Stored data:

//! 2-opt search configuration.

use serde::{Deserialize, Serialize};

/// Configuration parameters for [`two_opt_with_config`].
///
/// # Examples
///
/// ```
/// use u_tour::local_search::TwoOptConfig;
///
/// let config = TwoOptConfig::default()
///     .with_tolerance(1e-9)
///     .with_max_iterations(500);
/// assert_eq!(config.tolerance, 1e-9);
/// assert_eq!(config.max_iterations, Some(500));
/// ```
///
/// [`two_opt_with_config`]: super::two_opt_with_config
#[derive(Debug, Clone, PartialEq, Serialize, Deserialize)]
#[serde(default)]
pub struct TwoOptConfig {
    /// An exchange is applied only if it saves strictly more than this.
    pub tolerance: f64,
    /// Maximum number of exchanges to apply (None for no limit).
    ///
    /// A capped run may stop before reaching a local optimum.
    pub max_iterations: Option<usize>,
}

impl Default for TwoOptConfig {
    fn default() -> Self {
        Self {
            tolerance: 1e-6,
            max_iterations: None,
        }
    }
}

impl TwoOptConfig {
    /// Sets the minimum savings for an exchange to count as improving.
    pub fn with_tolerance(mut self, tolerance: f64) -> Self {
        self.tolerance = tolerance;
        self
    }

    /// Caps the number of applied exchanges.
    pub fn with_max_iterations(mut self, n: usize) -> Self {
        self.max_iterations = Some(n);
        self
    }
}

The task: The response has to match the data exactly, line for line.

Solution for this problem:
//! 2-opt search configuration.

use serde::{Deserialize, Serialize};

/// Configuration parameters for [`two_opt_with_config`].
///
/// # Examples
///
/// ```
/// use u_tour::local_search::TwoOptConfig;
///
/// let config = TwoOptConfig::default()
///     .with_tolerance(1e-9)
///     .with_max_iterations(500);
/// assert_eq!(config.tolerance, 1e-9);
/// assert_eq!(config.max_iterations, Some(500));
/// ```
///
/// [`two_opt_with_config`]: super::two_opt_with_config
#[derive(Debug, Clone, PartialEq, Serialize, Deserialize)]
#[serde(default)]
pub struct TwoOptConfig {
    /// An exchange is applied only if it saves strictly more than this.
    pub tolerance: f64,
    /// Maximum number of exchanges to apply (None for no limit).
    ///
    /// A capped run may stop before reaching a local optimum.
    pub max_iterations: Option<usize>,
}

impl Default for TwoOptConfig {
    fn default() -> Self {
        Self {
            tolerance: 1e-6,
            max_iterations: None,
        }
    }
}

impl TwoOptConfig {
    /// Sets the minimum savings for an exchange to count as improving.
    pub fn with_tolerance(mut self, tolerance: f64) -> Self {
        self.tolerance = tolerance;
        self
    }

    /// Caps the number of applied exchanges.
    pub fn with_max_iterations(mut self, n: usize) -> Self {
        self.max_iterations = Some(n);
        self
    }
}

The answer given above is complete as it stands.